PhD defense
Public PhD defense Victor Dheur : Distribution-Free and Calibrated Predictive Uncertainty in Probabilistic Machine Learning
Victor Dheur will hold his public PhD defense on Thursday 11 December 2025 at 17h. Instead of just asking an AI for a single answer, it is often safer to ask for probabilistic predictions such as a range of possibilities. Victor Dheur designed algorithms that ensure these predictions are both reliable and informative, helping decision-makers across diverse applications. His dissertation is supervised by Prof. Souhaib Ben Taieb and Stéphane Dupont.
Date : Thursday December 11, 2025 at 17h, Mirzakhani Room (De Vinci Building), Plaine de Nimy, Av. Maistriau 15, 7000 Mons
Title : Distribution-Free and Calibrated Predictive Uncertainty in Probabilistic Machine Learning
Abstract :
Machine learning models are increasingly deployed in high-stakes domains such as healthcare and autonomous systems, where decisions carry significant risks. Probabilistic machine learning is valuable in these settings, as it quantifies predictive uncertainty, notably by generating probabilistic predictions. We focus on regression, where the goal is to predict one or more continuous outputs given a set of inputs. In this context, we consider two main forms of uncertainty representation: predictive distributions, which assign probabilities to possible output values, and prediction sets, which are designed to contain the true output with a pre-specified probability. For these predictions to be reliable and informative, they must be calibrated and sharp, i.e., statistically consistent with observed data and concentrated around the true value.
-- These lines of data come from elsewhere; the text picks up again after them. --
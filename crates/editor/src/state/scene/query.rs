//! Grouping and lookup of elements

use shared::{AssetCategory, CanvasElement};

use super::SceneState;

/// Direction for cycling through same-name elements
#[derive(Debug, Clone, Copy, PartialEq, Eq)]
pub enum CycleDirection {
    Previous,
    Next,
}

impl SceneState {
    /// Elements produced by one generator run, in list order
    pub fn elements_in_group(&self, group_id: &str) -> Vec<&CanvasElement> {
        self.document
            .elements
            .iter()
            .filter(|e| e.group_id.as_deref() == Some(group_id))
            .collect()
    }

    pub fn elements_of_category(&self, category: AssetCategory) -> Vec<&CanvasElement> {
        self.document
            .elements
            .iter()
            .filter(|e| e.kind == category)
            .collect()
    }

    /// Elements sharing a display name, in list order
    pub fn elements_named(&self, name: &str) -> Vec<&CanvasElement> {
        self.document
            .elements
            .iter()
            .filter(|e| e.name == name)
            .collect()
    }

    /// Select the first element matching `name` (and `group_id`, when given).
    /// Not recorded in history.
    pub fn select_all_of_type(&mut self, name: &str, group_id: Option<&str>) {
        let first = self
            .document
            .elements
            .iter()
            .find(|e| {
                e.name == name && group_id.map_or(true, |g| e.group_id.as_deref() == Some(g))
            })
            .map(|e| e.id.clone());

        if let Some(id) = first {
            self.document.selection.select(id);
            self.version += 1;
        }
    }

    /// Move the selection to the neighbouring element with the same name,
    /// wrapping at both ends. Not recorded in history.
    pub fn cycle_selection(&mut self, direction: CycleDirection) {
        let Some(current) = self.selected_element() else {
            return;
        };
        let siblings: Vec<&str> = self
            .elements_named(&current.name)
            .into_iter()
            .map(|e| e.id.as_str())
            .collect();
        let Some(pos) = siblings.iter().position(|id| *id == current.id) else {
            return;
        };

        let len = siblings.len();
        let next = match direction {
            CycleDirection::Next => (pos + 1) % len,
            CycleDirection::Previous => (pos + len - 1) % len,
        };
        let id = siblings[next].to_string();
        self.document.selection.select(id);
        self.version += 1;
    }

    /// Remove a whole generated group as one undo step
    pub fn remove_group(&mut self, group_id: &str) {
        if self.elements_in_group(group_id).is_empty() {
            return;
        }

        self.save_undo();
        let selected_in_group = self
            .selected_element()
            .is_some_and(|e| e.group_id.as_deref() == Some(group_id));
        self.document
            .elements
            .retain(|e| e.group_id.as_deref() != Some(group_id));
        if selected_in_group {
            self.document.selection.clear();
        }
        self.version += 1;
    }
}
In this thesis, we develop distribution-free regression methods to produce calibrated and sharp probabilistic predictions using neural network models. We consider both single-output and the less-explored multi-output regression settings. Specifically, we develop and study recalibration, regularization, and conformal prediction (CP) methods. The first adjusts predictions after model training, the second augments the training objective, and the last produces prediction sets with finite-sample coverage guarantees.For single-output regression, we conduct a large-scale experimental study to provide a comprehensive comparison of these methods. The results reveal that post-hoc approaches consistently achieve superior calibration. We explain this finding by establishing a formal link between recalibration and CP, showing that recalibration also benefits from finite-sample coverage guarantees. However, the separate training and recalibration steps typically lead to degraded negative log-likelihood. To address this issue, we develop an end-to-end training procedure that incorporates the recalibration objective directly into learning, resulting in improved negative log-likelihood while maintaining calibration.
For multi-output regression, we conduct a comparative study of CP methods and introduce new classes of approaches that offer novel trade-offs between sharpness, compatibility with generative models, and computational efficiency. A key challenge in CP is achieving conditional coverage, which ensures that coverage guarantees hold for specific inputs rather than only on average. To address this, we propose a method that improves conditional coverage using conditional quantile regression, thereby avoiding the need to estimate full conditional distributions. Finally, for tasks requiring a full predictive density, we introduce a recalibration technique that operates in the latent space of invertible generative models such as conditional normalizing flows. This approach yields an explicit, calibrated multivariate probability density function. Collectively, these contributions advance the theory and practice of uncertainty quantification in machine learning, facilitating the development of more reliable predictive systems across diverse applications.